Euh… N’ont-elles pas été démantelées ? A part dans certaines structures, elles ne sont plus en vigueur. Et la loi TEPA, sa grande loi, a tout de même servi à mettre en place les heures supplémentaires… achevant ainsi d’enterrer les 35 heures. Aussi, il serait peut-être temps de changer de disque. Ou alors de constater que les dispositifs qu’il a mis en place pour les enrayer ont échoué. Eh ouais. Faut rester cohérent.

Peu importe, de toutes façons, c’est la faute des socialistes. Et sur ce sujet, notre bon mètre attaque grassement : « C’est pas mon genre de dire que c’est la faute des autres, je prends mes responsabilités, mais je n’étais pas ministre en 1983… ». Sarko, toujours autant rat de caniveau, tout ceci manque de hauteur… Mais la fin justifie les moyens.
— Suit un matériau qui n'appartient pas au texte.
//! Multiplexed connection
//!
//! The public call surface. Any number of threads may call concurrently on
//! one `Connection`; each call gets its own sequence number and response
//! slot, and frames are written whole under a write lock.
//!
//! Every stage of a call (waiting for the write lock, writing, waiting for
//! the response) draws on the same deadline.

use std::io::{self, ErrorKind, Write};
use std::net::{Shutdown, SocketAddr, TcpStream, ToSocketAddrs};
use std::sync::atomic::{AtomicBool, Ordering};
use std::sync::Arc;
use std::thread::{self, JoinHandle};
use std::time::{Duration, Instant};

use bytes::Bytes;
use crossbeam::channel::RecvTimeoutError;
use parking_lot::Mutex;

use crate::config::Config;
use crate::error::{MuxError, Result};
use crate::protocol::{encode_frame, Frame, RequestHeader, ResponseHeader, MIN_TOTAL_LENGTH};
use crate::table::OperationTable;
use super::reader::{CloseReason, ReaderLoop};
use super::RequestTable;

/// Outcome of a call that received a well-formed response
///
/// A non-OK status is reported here as data, not as an error.
#[derive(Debug, Clone, PartialEq, Eq)]
pub struct CallResult {
    /// Sequence number the request was sent with
    pub sequence: u64,

    /// `status_code == STATUS_OK`
    pub success: bool,

    pub status_code: u32,

    pub status_description: String,

    /// Response body, opaque to this crate
    pub body: Bytes,
}

impl CallResult {
    fn from_frame(sequence: u64, frame: Frame) -> Result<Self> {
        let header = ResponseHeader::decode(&frame.header)?;
        Ok(Self {
            sequence,
            success: header.is_ok(),
            status_code: header.status_code,
            status_description: header.status_description,
            body: frame.body,
        })
    }

    /// Turn a non-OK status into `MuxError::Remote`
    pub fn into_result(self) -> Result<Self> {
        if self.success {
            Ok(self)
        } else {
            Err(MuxError::Remote {
                status_code: self.status_code,
                description: self.status_description,
            })
        }
    }
}

/// A persistent, multiplexed client connection
pub struct Connection {
    /// Write half; the lock keeps concurrent frames from interleaving
    writer: Mutex<TcpStream>,

    /// Handle used only to shut the socket down from `close`
    control: TcpStream,

    table: Arc<RequestTable>,

    closed: Arc<AtomicBool>,

    reader: Mutex<Option<JoinHandle<CloseReason>>>,

    config: Config,

    peer_addr: String,
}

impl std::fmt::Debug for Connection {
    fn fmt(&self, f: &mut std::fmt::Formatter<'_>) -> std::fmt::Result {
        f.debug_struct("Connection")
            .field("peer_addr", &self.peer_addr)
            .field("closed", &self.closed)
            .field("config", &self.config)
            .finish_non_exhaustive()
    }
}

impl Connection {
    /// Connect with default settings and the given connect timeout
    ///
    /// Sub-millisecond timeouts round up to 1 ms; a zero timeout is rejected
    /// as `MuxError::Config`.
    pub fn connect(host: &str, port: u16, timeout: Duration) -> Result<Self> {
        let config = Config::builder()
            .connect_timeout_ms(millis_rounded_up(timeout))
            .build();
        Self::connect_with(host, port, config)
    }

    /// Connect using a full configuration
    ///
    /// Tries every resolved address in turn and starts the reader thread on
    /// the first socket that connects.
    pub fn connect_with(host: &str, port: u16, config: Config) -> Result<Self> {
        config.validate()?;

        let addrs: Vec<SocketAddr> = (host, port)
            .to_socket_addrs()
            .map_err(|e| MuxError::Connection(format!("cannot resolve {}:{}: {}", host, port, e)))?
            .collect();

        let stream = Self::connect_any(&addrs, config.connect_timeout())
            .map_err(|e| MuxError::Connection(format!("cannot connect to {}:{}: {}", host, port, e)))?;

        Self::from_stream(stream, config)
    }

    fn connect_any(addrs: &[SocketAddr], timeout: Duration) -> std::io::Result<TcpStream> {
        let mut last_err = std::io::Error::new(ErrorKind::NotFound, "no addresses resolved");
        for addr in addrs {
            match TcpStream::connect_timeout(addr, timeout) {
                Ok(stream) => return Ok(stream),
                Err(e) => {
                    tracing::debug!("Connect to {} failed: {}", addr, e);
                    last_err = e;
                }
            }
        }
        Err(last_err)
    }

    /// Wrap an already connected stream
    pub fn from_stream(stream: TcpStream, config: Config) -> Result<Self> {
        config.validate()?;

        let peer_addr = stream
            .peer_addr()
            .map(|a| a.to_string())
            .unwrap_or_else(|_| "unknown".to_string());

        stream.set_nodelay(config.nodelay)?;
        stream.set_write_timeout(config.write_timeout())?;
        // Reader blocks until data, EOF, or shutdown
        stream.set_read_timeout(None)?;

        let read_stream = stream.try_clone()?;
        let control = stream.try_clone()?;

        let table = Arc::new(RequestTable::new());
        let closed = Arc::new(AtomicBool::new(false));

        let reader = ReaderLoop::new(
            read_stream,
            Arc::clone(&table),
            Arc::clone(&closed),
            &config,
            peer_addr.clone(),
        );
        let handle = thread::Builder::new()
            .name(format!("seqmux-reader-{}", peer_addr))
            .spawn(move || reader.run())?;

        tracing::debug!("Connected to {}", peer_addr);

        Ok(Self {
            writer: Mutex::new(stream),
            control,
            table,
            closed,
            reader: Mutex::new(Some(handle)),
            config,
            peer_addr,
        })
    }

    /// Send a request and block until its response arrives or `timeout` passes
    ///
    /// `timeout` bounds the whole call, including the wait behind other
    /// callers' writes. A call that times out before any of its bytes reach
    /// the socket leaves the connection usable; one that times out part way
    /// through its frame closes it. Fails fast with `MuxError::Connection`
    /// if the connection is already closed.
    pub fn call(
        &self,
        command: u32,
        operation_type: u32,
        body: &[u8],
        timeout: Duration,
    ) -> Result<CallResult> {
        let deadline = deadline_after(timeout);

        if self.is_closed() {
            return Err(self.closed_error());
        }

        let (sequence, receiver) = self.table.allocate();

        let header = RequestHeader {
            command,
            sequence,
            operation_type,
        }
        .encode();

        let total_len = MIN_TOTAL_LENGTH + header.len() + body.len();
        if total_len > self.config.max_frame_size {
            self.table.evict(sequence);
            return Err(MuxError::FrameTooLarge {
                size: total_len,
                max: self.config.max_frame_size,
            });
        }

        let bytes = match encode_frame(&header, body) {
            Ok(bytes) => bytes,
            Err(e) => {
                self.table.evict(sequence);
                return Err(e);
            }
        };

        if let Err(e) = self.write_frame(&bytes, deadline) {
            self.table.evict(sequence);
            return Err(match e {
                WriteError::Closed => self.closed_error(),
                WriteError::LockTimeout => {
                    tracing::debug!(
                        "Sequence {} timed out waiting for the writer after {:?}",
                        sequence,
                        timeout
                    );
                    MuxError::Timeout { sequence, timeout }
                }
                WriteError::Io { written, error } if is_write_timeout(&error) => {
                    tracing::debug!(
                        "Sequence {} timed out after writing {} of {} bytes",
                        sequence,
                        written,
                        bytes.len()
                    );
                    // A partial frame leaves the stream unframeable
                    if written > 0 {
                        self.mark_closed();
                    }
                    MuxError::Timeout { sequence, timeout }
                }
                WriteError::Io { error, .. } => {
                    self.mark_closed();
                    MuxError::Connection(format!("write to {} failed: {}", self.peer_addr, error))
                }
            });
        }

        tracing::trace!(
            "Sent sequence {} (command {}, operation_type {}, {} body bytes)",
            sequence,
            command,
            operation_type,
            body.len()
        );

        match receiver.recv_timeout(deadline.saturating_duration_since(Instant::now())) {
            Ok(frame) => CallResult::from_frame(sequence, frame),
            Err(RecvTimeoutError::Timeout) => {
                if !self.table.evict(sequence) {
                    // Delivered between the timeout firing and the eviction
                    if let Ok(frame) = receiver.try_recv() {
                        return CallResult::from_frame(sequence, frame);
                    }
                }
                tracing::debug!("Sequence {} timed out after {:?}", sequence, timeout);
                Err(MuxError::Timeout { sequence, timeout })
            }
            Err(RecvTimeoutError::Disconnected) => Err(MuxError::Connection(format!(
                "response slot for sequence {} was dropped",
                sequence
            ))),
        }
    }

    /// Resolve `service.method` in `table` and call it with the configured
    /// default timeout
    pub fn invoke(
        &self,
        table: &OperationTable,
        service: &str,
        method: &str,
        body: &[u8],
    ) -> Result<CallResult> {
        let op = table.lookup(service, method)?;
        self.call(
            op.command,
            op.operation_type,
            body,
            self.config.call_timeout(),
        )
    }

    /// Write one whole frame before `deadline`
    ///
    /// Each send is bounded by the time left, capped by the configured write
    /// timeout, so a peer that stops reading cannot hold the lock past the
    /// caller's deadline.
    fn write_frame(&self, bytes: &[u8], deadline: Instant) -> std::result::Result<(), WriteError> {
        let remaining = deadline.saturating_duration_since(Instant::now());
        let mut writer = self
            .writer
            .try_lock_for(remaining)
            .ok_or(WriteError::LockTimeout)?;

        // Another caller may have lost the socket while we waited
        if self.is_closed() {
            return Err(WriteError::Closed);
        }

        let mut written = 0;
        while written < bytes.len() {
            let remaining = deadline.saturating_duration_since(Instant::now());
            if remaining.is_zero() {
                return Err(WriteError::Io {
                    written,
                    error: io::Error::new(ErrorKind::TimedOut, "call deadline passed mid-write"),
                });
            }
            let limit = match self.config.write_timeout() {
                Some(cap) => cap.min(remaining),
                None => remaining,
            };
            // Zero is rejected by set_write_timeout
            let limit = limit.max(MIN_SEND_TIMEOUT);
            if let Err(error) = writer.set_write_timeout(Some(limit)) {
                return Err(WriteError::Io { written, error });
            }

            match writer.write(&bytes[written..]) {
                Ok(0) => {
                    return Err(WriteError::Io {
                        written,
                        error: io::Error::new(ErrorKind::WriteZero, "socket accepted no bytes"),
                    });
                }
                Ok(n) => written += n,
                Err(ref e) if e.kind() == ErrorKind::Interrupted => continue,
                Err(error) => return Err(WriteError::Io { written, error }),
            }
        }

        writer
            .flush()
            .map_err(|error| WriteError::Io { written, error })
    }

    fn closed_error(&self) -> MuxError {
        MuxError::Connection(format!("connection to {} is closed", self.peer_addr))
    }

    fn mark_closed(&self) {
        if !self.closed.swap(true, Ordering::SeqCst) {
            let _ = self.control.shutdown(Shutdown::Both);
        }
    }

    /// Stop the reader thread and release the socket. Idempotent.
    pub fn close(&self) {
        self.closed.store(true, Ordering::SeqCst);

        // The reader may already have exited; shutting down again is harmless
        if let Err(e) = self.control.shutdown(Shutdown::Both) {
            if e.kind() != ErrorKind::NotConnected {
                tracing::debug!("Shutdown of {} failed: {}", self.peer_addr, e);
            }
        }

        if let Some(handle) = self.reader.lock().take() {
            match handle.join() {
                Ok(reason) => tracing::debug!("Closed {} ({:?})", self.peer_addr, reason),
                Err(_) => tracing::warn!("Reader thread for {} panicked", self.peer_addr),
            }
        }
    }

    /// True once the socket is lost or `close` was called
    pub fn is_closed(&self) -> bool {
        self.closed.load(Ordering::SeqCst)
    }

    /// True if `sequence` is still waiting for a response
    pub fn is_pending(&self, sequence: u64) -> bool {
        self.table.contains(sequence)
    }

    /// Number of requests awaiting a response
    pub fn pending_count(&self) -> usize {
        self.table.len()
    }

    pub fn peer_addr(&self) -> &str {
        &self.peer_addr
    }

    pub fn config(&self) -> &Config {
        &self.config
    }
}

/// Smallest per-send timeout handed to the socket
const MIN_SEND_TIMEOUT: Duration = Duration::from_millis(1);

/// Why a frame did not make it onto the socket
enum WriteError {
    /// The deadline passed while other callers held the writer
    LockTimeout,

    /// The connection closed before this frame was started
    Closed,

    /// The socket failed after `written` bytes of the frame went out
    Io { written: usize, error: io::Error },
}

fn is_write_timeout(error: &io::Error) -> bool {
    matches!(error.kind(), ErrorKind::WouldBlock | ErrorKind::TimedOut)
}

/// `timeout` from now, saturating far in the future for huge timeouts
fn deadline_after(timeout: Duration) -> Instant {
    let now = Instant::now();
    now.checked_add(timeout)
        .unwrap_or_else(|| now + Duration::from_secs(365 * 24 * 60 * 60))
}

/// Whole milliseconds in `timeout`, rounding any fraction up
fn millis_rounded_up(timeout: Duration) -> u64 {
    let millis = timeout.as_nanos().div_ceil(1_000_000);
    u64::try_from(millis).unwrap_or(u64::MAX)
}

impl Drop for Connection {
    fn drop(&mut self) {
        self.close();
    }
}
Parce que le socialiste, voyez-vous, Sarko aimerait bien l’éliminer au premier tour. Histoire d’affronter Marine et qu’on soit obligés de se foutre une pince à linge –ou le panier de pinces tout entier- sur le nez pour aller voter. Ce serait bien pratique…

Et donc, il martèle sa vision manichéenne du bien et du mal, ou plutôt du travail et de l’assistanat : « Nous avons tous une responsabilité… Mais ce modèle d’assistanat qui consiste à laisser les gens chez eux… non (…) la stratégie est claire : travail, innovation, formation, investissement ». En enjolivant largement son bilan sur les heures supplémentaires en affirmant que «c’est 9 millions de salariés qui ont gagné en moyenne 450 euros de plus » -en français correct, on dirait « ce sont », mais passons, Monsieur Bescherelle est déjà mort plusieurs fois ce soir- et en omettant évidemment les nuances. Notamment en terme d’aggravation du déficit budgétaire, ou sur l’absence d’impact sur le chômage. Des chômeurs, qui justement, aimeraient travailler mais ne trouvent pas d’emplois. Effectivement, perso, avant de travailler plus, je voudrais bien travailler tout court. Et on est plusieurs millions dans ce cas.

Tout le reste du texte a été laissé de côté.